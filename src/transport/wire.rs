use crate::draw::command::DrawCommand;
use crate::foundation::error::{TowerError, TowerResult};
use crate::render::frame::Frame;
use crate::render::renderer::LocalRenderer;
use crate::transport::{DrawStream, RenderReply, Transport};
use serde::{Deserialize, Serialize};
use std::io::{BufRead, BufReader, BufWriter, Write};
use std::net::TcpStream;

/// One line sent from client to renderer.
#[derive(Clone, Debug, PartialEq, Eq, Serialize, Deserialize)]
#[serde(rename_all = "snake_case")]
pub enum ClientFrame {
    Draw(DrawCommand),
    /// End of the session's input; the renderer composites and replies.
    Render,
}

fn write_line<W: Write, T: Serialize>(writer: &mut W, value: &T) -> TowerResult<()> {
    serde_json::to_writer(&mut *writer, value)?;
    writer.write_all(b"\n")?;
    writer.flush()?;
    Ok(())
}

/// Client half of the JSON-lines codec over any reader/writer pair.
#[derive(Debug)]
pub struct WireStream<R, W> {
    reader: R,
    writer: W,
}

impl<R: BufRead, W: Write> WireStream<R, W> {
    pub fn new(reader: R, writer: W) -> Self {
        Self { reader, writer }
    }
}

impl<R: BufRead, W: Write> DrawStream for WireStream<R, W> {
    fn send(&mut self, cmd: &DrawCommand) -> TowerResult<()> {
        write_line(&mut self.writer, &ClientFrame::Draw(cmd.clone()))
    }

    fn close_and_receive(mut self) -> TowerResult<RenderReply> {
        write_line(&mut self.writer, &ClientFrame::Render)?;
        let mut line = String::new();
        if self.reader.read_line(&mut line)? == 0 {
            return Err(TowerError::transport(
                "renderer closed the stream without a reply",
            ));
        }
        serde_json::from_str(line.trim_end())
            .map_err(|e| TowerError::transport(format!("malformed render reply: {e}")))
    }
}

/// Transport opening one TCP connection per drawing session.
///
/// Sends are not acknowledged. A command the remote renderer rejects, such as one naming an
/// unknown font or an out-of-range autoroll entry, only surfaces at commit as
/// [`TowerError::RenderFailed`] carrying the renderer's message. Use [`crate::LocalTransport`]
/// to get the typed error from the failing call itself.
#[derive(Clone, Debug)]
pub struct TcpTransport {
    addr: String,
}

impl TcpTransport {
    pub fn new(addr: impl Into<String>) -> Self {
        Self { addr: addr.into() }
    }

    pub fn addr(&self) -> &str {
        &self.addr
    }
}

impl Transport for TcpTransport {
    type Stream = WireStream<BufReader<TcpStream>, BufWriter<TcpStream>>;

    fn open(&mut self) -> TowerResult<Self::Stream> {
        let stream = TcpStream::connect(&self.addr).map_err(|e| {
            TowerError::transport(format!("connect to renderer at {}: {e}", self.addr))
        })?;
        stream.set_nodelay(true)?;
        let reader = BufReader::new(stream.try_clone()?);
        tracing::debug!(addr = %self.addr, "drawing stream opened");
        Ok(WireStream::new(reader, BufWriter::new(stream)))
    }
}

/// How a served drawing stream ended.
#[derive(Clone, Debug, PartialEq, Eq)]
pub enum SessionOutcome {
    /// The client committed and the frame was composited.
    Rendered(Frame),
    /// The client committed after a failed command; the reply carried this message.
    Failed(String),
    /// The stream ended without a commit. Delivered commands stay applied.
    Aborted { applied: usize },
}

/// Serve one drawing stream against `renderer`.
///
/// The first failing command poisons the stream: later commands are read but ignored, and the
/// commit reply carries the failure message.
#[tracing::instrument(skip_all)]
pub fn serve_connection<R: BufRead, W: Write>(
    renderer: &mut LocalRenderer,
    mut reader: R,
    mut writer: W,
) -> TowerResult<SessionOutcome> {
    let mut applied = 0usize;
    let mut poisoned: Option<String> = None;
    let mut line = String::new();

    loop {
        line.clear();
        if reader.read_line(&mut line)? == 0 {
            tracing::warn!(applied, "drawing stream ended without render");
            return Ok(SessionOutcome::Aborted { applied });
        }
        let text = line.trim();
        if text.is_empty() {
            continue;
        }

        let frame = match serde_json::from_str::<ClientFrame>(text) {
            Ok(frame) => frame,
            Err(e) => {
                if poisoned.is_none() {
                    tracing::warn!(error = %e, "malformed client frame");
                    poisoned = Some(format!("malformed command: {e}"));
                }
                continue;
            }
        };

        match frame {
            ClientFrame::Draw(cmd) => {
                if poisoned.is_some() {
                    continue;
                }
                match renderer.apply(&cmd) {
                    Ok(()) => applied += 1,
                    Err(e) => {
                        tracing::warn!(kind = cmd.kind(), error = %e, "command rejected");
                        poisoned = Some(e.to_string());
                    }
                }
            }
            ClientFrame::Render => {
                let (reply, outcome) = match poisoned {
                    Some(msg) => (RenderReply::failed(msg.clone()), SessionOutcome::Failed(msg)),
                    None => {
                        let frame = renderer.render();
                        (RenderReply::ok(), SessionOutcome::Rendered(frame))
                    }
                };
                write_line(&mut writer, &reply)?;
                return Ok(outcome);
            }
        }
    }
}

/// [`serve_connection`] over an accepted TCP stream.
pub fn serve_tcp(renderer: &mut LocalRenderer, stream: TcpStream) -> TowerResult<SessionOutcome> {
    let peer = stream.peer_addr().ok();
    tracing::debug!(?peer, "serving drawing stream");
    let reader = BufReader::new(stream.try_clone()?);
    serve_connection(renderer, reader, BufWriter::new(stream))
}

#[cfg(test)]
#[path = "../../tests/unit/transport/wire.rs"]
mod tests;
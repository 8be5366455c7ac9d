//! Transports carrying draw commands to a renderer.
//!
//! A transport opens one ordered stream per drawing session. Commands are sent in program order;
//! closing the stream hands control to the renderer, which answers with a single
//! [`RenderReply`].

use crate::draw::command::DrawCommand;
use crate::foundation::error::TowerResult;
use serde::{Deserialize, Serialize};

/// In-process transport backed by a shared [`crate::LocalRenderer`].
pub mod local;
/// Newline-delimited JSON over TCP.
pub mod wire;

/// Renderer answer to a closed drawing stream. An empty message means success.
#[derive(Clone, Debug, Default, PartialEq, Eq, Serialize, Deserialize)]
pub struct RenderReply {
    #[serde(default)]
    pub message: String,
}

impl RenderReply {
    pub fn ok() -> Self {
        Self::default()
    }

    pub fn failed(message: impl Into<String>) -> Self {
        Self {
            message: message.into(),
        }
    }

    pub fn is_ok(&self) -> bool {
        self.message.is_empty()
    }
}

/// Connection to a renderer able to open drawing streams.
pub trait Transport {
    type Stream: DrawStream;

    /// Open a fresh stream for one drawing session.
    fn open(&mut self) -> TowerResult<Self::Stream>;
}

/// One open drawing stream.
///
/// `send` may block on backpressure and may fail; the stream is unusable after a failure.
pub trait DrawStream {
    fn send(&mut self, cmd: &DrawCommand) -> TowerResult<()>;

    /// Signal end of input and wait for the renderer's reply.
    fn close_and_receive(self) -> TowerResult<RenderReply>;
}
use crate::draw::command::DrawCommand;
use crate::foundation::core::{Canvas, LayerId};
use crate::foundation::error::TowerResult;
use crate::render::compositor::composite;
use crate::render::font::FontBook;
use crate::render::frame::Frame;
use crate::render::layer::{LayerState, TextEntry};
use serde::{Deserialize, Serialize};
use std::collections::BTreeMap;

/// Options controlling a [`LocalRenderer`].
#[derive(Clone, Debug, PartialEq, Eq, Serialize, Deserialize)]
#[serde(default)]
pub struct RendererOpts {
    /// Visible frame size.
    pub canvas: Canvas,
    /// Pixels a running autoroll layer scrolls per render cycle.
    pub roll_step: u32,
}

impl Default for RendererOpts {
    fn default() -> Self {
        Self {
            canvas: Canvas::default(),
            roll_step: 1,
        }
    }
}

/// Renderer side of the protocol: owns layer state across sessions, applies commands as they
/// are delivered and composites on commit.
#[derive(Clone, Debug)]
pub struct LocalRenderer {
    opts: RendererOpts,
    fonts: FontBook,
    layers: BTreeMap<LayerId, LayerState>,
    last_frame: Option<Frame>,
}

impl LocalRenderer {
    pub fn new(opts: RendererOpts) -> Self {
        Self::with_fonts(opts, FontBook::default())
    }

    pub fn with_fonts(opts: RendererOpts, fonts: FontBook) -> Self {
        Self {
            opts,
            fonts,
            layers: BTreeMap::new(),
            last_frame: None,
        }
    }

    pub fn opts(&self) -> &RendererOpts {
        &self.opts
    }

    pub fn canvas(&self) -> Canvas {
        self.opts.canvas
    }

    pub fn fonts_mut(&mut self) -> &mut FontBook {
        &mut self.fonts
    }

    pub fn layer(&self, id: LayerId) -> Option<&LayerState> {
        self.layers.get(&id)
    }

    pub fn layers(&self) -> &BTreeMap<LayerId, LayerState> {
        &self.layers
    }

    /// Frame produced by the most recent [`LocalRenderer::render`].
    pub fn last_frame(&self) -> Option<&Frame> {
        self.last_frame.as_ref()
    }

    fn layer_mut(&mut self, id: LayerId) -> &mut LayerState {
        self.layers.entry(id).or_default()
    }

    /// Apply one delivered command. A failing command leaves layer state untouched.
    #[tracing::instrument(level = "debug", skip(self, cmd), fields(kind = cmd.kind()))]
    pub fn apply(&mut self, cmd: &DrawCommand) -> TowerResult<()> {
        cmd.validate()?;
        let canvas = self.opts.canvas;

        match cmd {
            DrawCommand::Clear { layers } => {
                for id in layers {
                    self.layer_mut(*id).clear();
                }
            }
            DrawCommand::Fill { color, layer, mode } => {
                let layer = self.layer_mut(*layer);
                let extent = layer.visible_extent(canvas);
                layer.fill_rect(extent, *color, *mode);
            }
            DrawCommand::SetPixels {
                pixels,
                layer,
                mode,
            } => {
                let layer = self.layer_mut(*layer);
                for px in pixels {
                    layer.put(px.point, px.color, *mode);
                }
            }
            DrawCommand::DrawRectangle {
                rect,
                color,
                layer,
                mode,
            } => {
                self.layer_mut(*layer).fill_rect(*rect, *color, *mode);
            }
            DrawCommand::WriteText {
                text,
                font,
                x,
                color,
                layer,
                mode,
            } => {
                let run = self.fonts.resolve(font)?.rasterize(text);
                self.layer_mut(*layer).push_entry(TextEntry {
                    x: *x,
                    run,
                    color: *color,
                    mode: *mode,
                });
            }
            DrawCommand::SetLayerOrigin { layer, origin } => {
                self.layer_mut(*layer).origin = *origin;
            }
            DrawCommand::SetLayerAlpha { layer, alpha } => {
                self.layer_mut(*layer).alpha = *alpha;
            }
            DrawCommand::AutoRoll { layer: id, roll } => {
                let layer = self.layer_mut(*id);
                let count = layer.entries().len();
                layer.roll.apply(*id, *roll, count)?;
            }
        }
        Ok(())
    }

    /// Composite the current layer state, then move running autoroll layers one cycle on.
    #[tracing::instrument(skip(self))]
    pub fn render(&mut self) -> Frame {
        let frame = composite(&self.layers, self.opts.canvas);
        self.advance(1);
        self.last_frame = Some(frame.clone());
        tracing::info!(
            width = frame.width,
            height = frame.height,
            layers = self.layers.len(),
            "frame composited"
        );
        frame
    }

    /// Run `cycles` autoroll steps without producing frames.
    pub fn advance(&mut self, cycles: u32) {
        let step = self.opts.roll_step;
        for layer in self.layers.values_mut() {
            if !layer.roll.is_running() {
                continue;
            }
            let widths = layer.entry_widths();
            for _ in 0..cycles {
                layer.roll.advance(&widths, step);
            }
        }
    }
}

impl Default for LocalRenderer {
    fn default() -> Self {
        Self::new(RendererOpts::default())
    }
}

#[cfg(test)]
#[path = "../../tests/unit/render/renderer.rs"]
mod tests;
use super::*;
use crate::transport::RenderReply;
use std::cell::RefCell;
use std::rc::Rc;

/// Records delivered commands; can be told to fail a send or reply with an error.
#[derive(Default)]
struct Recorder {
    log: Rc<RefCell<Vec<DrawCommand>>>,
    opened: Rc<RefCell<usize>>,
    fail_send_at: Option<usize>,
    reply: String,
}

struct RecorderStream {
    log: Rc<RefCell<Vec<DrawCommand>>>,
    fail_send_at: Option<usize>,
    reply: String,
}

impl Transport for Recorder {
    type Stream = RecorderStream;

    fn open(&mut self) -> TowerResult<RecorderStream> {
        *self.opened.borrow_mut() += 1;
        Ok(RecorderStream {
            log: Rc::clone(&self.log),
            fail_send_at: self.fail_send_at,
            reply: self.reply.clone(),
        })
    }
}

impl DrawStream for RecorderStream {
    fn send(&mut self, cmd: &DrawCommand) -> TowerResult<()> {
        if self.fail_send_at == Some(self.log.borrow().len()) {
            return Err(TowerError::transport("stream reset by peer"));
        }
        self.log.borrow_mut().push(cmd.clone());
        Ok(())
    }

    fn close_and_receive(self) -> TowerResult<RenderReply> {
        Ok(RenderReply::failed(self.reply))
    }
}

fn client() -> Client<Recorder> {
    Client::new(Recorder::default())
}

#[test]
fn drawing_before_start_is_no_active_session() {
    let mut c = client();
    assert!(matches!(
        c.fill(Color::RED, LayerId(0), PaintMode::Paint),
        Err(TowerError::NoActiveSession)
    ));
    assert!(matches!(c.render(), Err(TowerError::NoActiveSession)));
    assert_eq!(c.state().name(), "idle");
}

#[test]
fn drawing_after_commit_is_no_active_session() {
    let mut c = client();
    c.start_drawing().unwrap();
    c.fill(Color::RED, LayerId(0), PaintMode::Paint).unwrap();
    c.render().unwrap();
    assert_eq!(c.state().name(), "committed");

    assert!(matches!(
        c.set_layer_alpha(LayerId(0), 10),
        Err(TowerError::NoActiveSession)
    ));
    assert!(matches!(c.render(), Err(TowerError::NoActiveSession)));
}

#[test]
fn commands_are_delivered_in_program_order() {
    let mut c = client();
    let log = Rc::clone(&c.transport().log);
    c.start_drawing().unwrap();
    c.clear(&[]).unwrap();
    c.fill(Color::RED, LayerId(0), PaintMode::Paint).unwrap();
    c.set_pixels(&[Pixel::new((5, 5), Color::BLUE)], LayerId(1), PaintMode::Over)
        .unwrap();
    c.set_layer_origin(LayerId(1), (0, 0)).unwrap();
    c.auto_roll(LayerId(2), AutoRoll::start(4)).unwrap();
    assert_eq!(c.sent(), 5);

    let kinds: Vec<_> = log.borrow().iter().map(DrawCommand::kind).collect();
    assert_eq!(
        kinds,
        vec!["clear", "fill", "set_pixels", "set_layer_origin", "auto_roll"]
    );
}

#[test]
fn second_start_while_open_is_rejected() {
    let mut c = client();
    c.start_drawing().unwrap();
    assert!(matches!(
        c.start_drawing(),
        Err(TowerError::SessionAlreadyOpen)
    ));
    assert!(c.is_open());
}

#[test]
fn empty_reply_commits() {
    let mut c = client();
    c.start_drawing().unwrap();
    c.render().unwrap();
    assert!(!c.is_open());
}

#[test]
fn non_empty_reply_is_render_failed_verbatim() {
    let mut c = Client::new(Recorder {
        reply: "buffer overflow".to_string(),
        ..Recorder::default()
    });
    c.start_drawing().unwrap();
    match c.render() {
        Err(TowerError::RenderFailed(msg)) => assert_eq!(msg, "buffer overflow"),
        other => panic!("expected RenderFailed, got {other:?}"),
    }
    assert_eq!(c.state().name(), "failed");
    assert!(matches!(
        c.fill(Color::RED, LayerId(0), PaintMode::Paint),
        Err(TowerError::NoActiveSession)
    ));
}

#[test]
fn send_failure_poisons_session_until_restart() {
    let mut c = Client::new(Recorder {
        fail_send_at: Some(1),
        ..Recorder::default()
    });
    let opened = Rc::clone(&c.transport().opened);
    c.start_drawing().unwrap();
    c.fill(Color::RED, LayerId(0), PaintMode::Paint).unwrap();
    assert!(matches!(
        c.fill(Color::BLUE, LayerId(0), PaintMode::Paint),
        Err(TowerError::TransportFailure(_))
    ));
    assert!(matches!(
        c.fill(Color::GREEN, LayerId(0), PaintMode::Paint),
        Err(TowerError::NoActiveSession)
    ));

    c.start_drawing().unwrap();
    assert_eq!(*opened.borrow(), 2);
    assert_eq!(c.sent(), 0);
}

#[test]
fn inverted_rectangle_fails_before_sending() {
    let mut c = client();
    let log = Rc::clone(&c.transport().log);
    c.start_drawing().unwrap();
    let err = c
        .draw_rectangle(Rect::new((4, 4), (0, 0)), Color::WHITE, LayerId(0), PaintMode::Paint)
        .unwrap_err();
    assert!(matches!(err, TowerError::InvalidGeometry(_)));
    assert!(log.borrow().is_empty());
    assert_eq!(c.state().name(), "failed");
}

#[test]
fn wide_colors_are_truncated_before_sending() {
    let mut c = client();
    let log = Rc::clone(&c.transport().log);
    c.start_drawing().unwrap();
    c.write_text(
        "HI",
        "3x5",
        2,
        crate::foundation::core::Rgba16 {
            r: 0xABCD,
            g: 0,
            b: 0x01FF,
            a: 0xFFFF,
        },
        LayerId(3),
        PaintMode::Paint,
    )
    .unwrap();
    let sent = log.borrow();
    let DrawCommand::WriteText { color, layer, .. } = &sent[0] else {
        panic!("expected write_text");
    };
    assert_eq!(*color, Color::rgb(0xAB, 0, 0x01));
    assert_eq!(*layer, LayerId(3));
}

#[test]
fn idle_state_needs_no_default_stream() {
    // Recorder streams have no `Default`; the session must still start out idle.
    let state = SessionState::<RecorderStream>::default();
    assert_eq!(state.name(), "idle");
}
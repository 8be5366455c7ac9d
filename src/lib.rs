//! Client binding and reference compositor for layered LED tower displays.
//!
//! A caller opens a drawing session on a [`Client`], sends draw commands against numbered
//! layers and commits with [`Client::render`]. The renderer keeps layer state across sessions
//! and composites all layers back-to-front when a session is committed.
//!
//! - [`LocalTransport`] runs a [`LocalRenderer`] in-process
//! - [`TcpTransport`] speaks newline-delimited JSON to a remote renderer
#![forbid(unsafe_code)]

mod foundation;

/// Draw command set.
pub mod draw;
/// Layer state, autoroll and compositing.
pub mod render;
/// JSON scripts of draw commands.
pub mod script;
/// Client session API.
pub mod session;
/// Transport traits and implementations.
pub mod transport;

pub use crate::foundation::core::{Canvas, Color, LayerId, Point, Rect, Rgba16, parse_hex};
pub use crate::foundation::error::{TowerError, TowerResult};

pub use crate::draw::command::{AutoRoll, AutoRollMode, DrawCommand, PaintMode, Pixel};
pub use crate::render::autoroll::{RollPhase, RollState};
pub use crate::render::compositor::composite;
pub use crate::render::font::{BUILTIN_FONT, BitmapFont, FontBook, MAX_GLYPH_WIDTH};
pub use crate::render::frame::Frame;
pub use crate::render::layer::LayerState;
pub use crate::render::renderer::{LocalRenderer, RendererOpts};
pub use crate::script::Script;
pub use crate::session::client::{Client, SessionState};
pub use crate::transport::local::LocalTransport;
pub use crate::transport::wire::{SessionOutcome, TcpTransport, serve_connection, serve_tcp};
pub use crate::transport::{DrawStream, RenderReply, Transport};
mod lexicon;
mod phrase;

pub use lexicon::{EnglishSource, Lexicon, NounSource};
pub use phrase::PhraseSource;

use clap::ValueEnum;

/// Supplies the ordered target word list for a session.
///
/// Implementations are interchangeable: the session controller and the
/// match and classify layers treat every word as an opaque character
/// sequence, so a generator only has to hand back `count` strings.
pub trait WordSource {
    fn generate(&self, count: usize) -> Vec<String>;
}

/// The selectable word generators.
#[derive(Debug, Copy, Clone, PartialEq, Eq, ValueEnum, strum_macros::Display)]
pub enum SourceKind {
    /// Random hangul pseudo-phrases (the default).
    Phrases,
    /// The embedded korean noun list.
    Nouns,
    /// The embedded english word list.
    English,
}

impl SourceKind {
    pub fn as_source(&self) -> Box<dyn WordSource> {
        match self {
            SourceKind::Phrases => Box::new(PhraseSource),
            SourceKind::Nouns => Box::new(NounSource::new()),
            SourceKind::English => Box::new(EnglishSource::new()),
        }
    }

    /// Parse the lowercase name used in the config file.
    pub fn from_name(name: &str) -> Option<Self> {
        match name {
            "phrases" => Some(SourceKind::Phrases),
            "nouns" => Some(SourceKind::Nouns),
            "english" => Some(SourceKind::English),
            _ => None,
        }
    }
}

/// A fixed word list, for headless tests and scripted drills. The
/// requested count is ignored; the list is returned as given.
#[derive(Clone, Debug)]
pub struct FixedSource {
    words: Vec<String>,
}

impl FixedSource {
    pub fn new(words: &[&str]) -> Self {
        Self {
            words: words.iter().map(|w| w.to_string()).collect(),
        }
    }
}

impl WordSource for FixedSource {
    fn generate(&self, _count: usize) -> Vec<String> {
        self.words.clone()
    }
}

# Task directions:
What is the number of lines in the data that hold the string "TcpStream"? Answer with the number only.

# Response:
4